Next we can apply this as an automatic lookup to the stash sourcetype:

rir_deduplicate.csv _time AS _time risk_object AS normalized_risk_object source AS source OUTPUTNEW alert AS alert

This lookup rir_deduplicate.csv can now be used to filter the analyst queue by adjusting the get_notable_index macro to:

(index=notable NOT (QA=1 OR alert=no))

Or saving a view in the Analyst Queue with NOT alert=no. Very useful and I daresay essential method for keeping duplicates from stacking up.
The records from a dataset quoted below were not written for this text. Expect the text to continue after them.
//! Error types

mod auth;
mod transport;

pub use auth::*;
pub use transport::*;

use crate::api::query::EntityType;

/// Errors returned by the OpenAIRE client.
///
/// Construction errors (`InvalidFilter`, `InvalidSortField`, `InvalidPageSize`)
/// are raised when a builder method is called and never reach the network.
#[derive(Debug, thiserror::Error)]
pub enum Error {
    /// A filter used a key the entity does not declare, an operator the field
    /// does not accept, or an empty value.
    #[error("Invalid filter '{field}' for {entity}: {reason}")]
    InvalidFilter {
        entity: EntityType,
        field: String,
        reason: String,
    },

    /// The field cannot be used to sort this entity.
    #[error("Field '{field}' is not sortable for {entity}")]
    InvalidSortField { entity: EntityType, field: String },

    /// The page size is outside `1..=max`.
    #[error("Page size {size} is out of range (1..={max})")]
    InvalidPageSize { size: usize, max: usize },

    /// A page fetch failed terminally.
    #[error("Query on {entity} failed ({query})")]
    Transport {
        entity: EntityType,
        /// Wire form of the query that failed.
        query: String,
        #[source]
        source: TransportError,
    },

    /// An unstructured endpoint request failed.
    #[error("Raw query on '{endpoint}' failed")]
    RawQuery {
        endpoint: String,
        #[source]
        source: TransportError,
    },

    /// The page sequence has already finished, failed, or been closed.
    #[error("Page iteration is closed")]
    IterationClosed,

    /// The HTTP client could not be constructed.
    #[error("Client configuration error: {0}")]
    Client(String),
}

impl Error {
    pub(crate) fn invalid_filter(
        entity: EntityType,
        field: impl Into<String>,
        reason: impl Into<String>,
    ) -> Self {
        Self::InvalidFilter {
            entity,
            field: field.into(),
            reason: reason.into(),
        }
    }

    /// Returns the transport classification if this is a transport failure.
    pub fn transport_kind(&self) -> Option<TransportErrorKind> {
        match self {
            Self::Transport { source, .. } | Self::RawQuery { source, .. } => Some(source.kind()),
            _ => None,
        }
    }
}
I haven't done as much testing with FBDs and this approach but you could use similar logic to prevent an FBD from firing and bringing it to the top of the queue unless things have significantly changed for this object. For example:

| tstats `summariesonly` `common_fbd_fields` from datamodel=Risk.All_Risk where earliest=-24h by All_Risk.normalized_risk_object, All_Risk.risk_object_type, index | `drop_dm_object_name("All_Risk")` | `get_mitre_annotations` | `generate_findings_summary_on_entity` | where risk_score > 100
| join type=left normalized_risk_object risk_object_type [
 | inputlookup rir_deduplicate.csv where isLatest=T
 | fields _time risk_object risk_object_type source currentDisposition currentStatus risk_score dc_sources dc_to dc_mitre_tactics dc_mitre_techniques
 | rename _time as prev_time risk_object AS normalized_risk_object currentDisposition as prev_disposition currentStatus as prev_status risk_score as prev_risk_score dc_sources as prev_source_count dc_to as prev_threat_object_count dc_mitre_tactics as prev_mitre_tactic_id_count dc_mitre_techniques as prev_mitre_technique_id_count
 | eval prev_time = strftime(prev_time, "%Y-%m-%d %H:%M:%S")
 ]
| eval alert_reason=case(
    match(prev_status, "Closed|Resolved") AND source_count=prev_source_count AND threat_object_count=prev_threat_object_count, "no - no new detections or threat objects",
    match(prev_status, "Closed|Resolved") AND (risk_score-prev_risk_score)<=20, "no - score increased by less than 20",
    true(), "yes")
| where alert_reason="yes"

Which adjusts the standard Risk Score Threshold Finding Based Detection so that if the previous FBD was closed or resolved, and either the sources + threat objects are the same or the score increased by less than 20, we prevent the FBD from firing again. I've included some additional fields like MITRE counts in case you'd like to use those as well!


Method II

This method is elegantly simple to ensure notables don't re-fire as earlier events drop off the rolling search window of your Risk Incident Rules but the score is still above the threshold; you've already dealt with the notable when it had the highest score so you don't need to see it again. It does this by only firing if the latest risk event is from the past 70 minutes.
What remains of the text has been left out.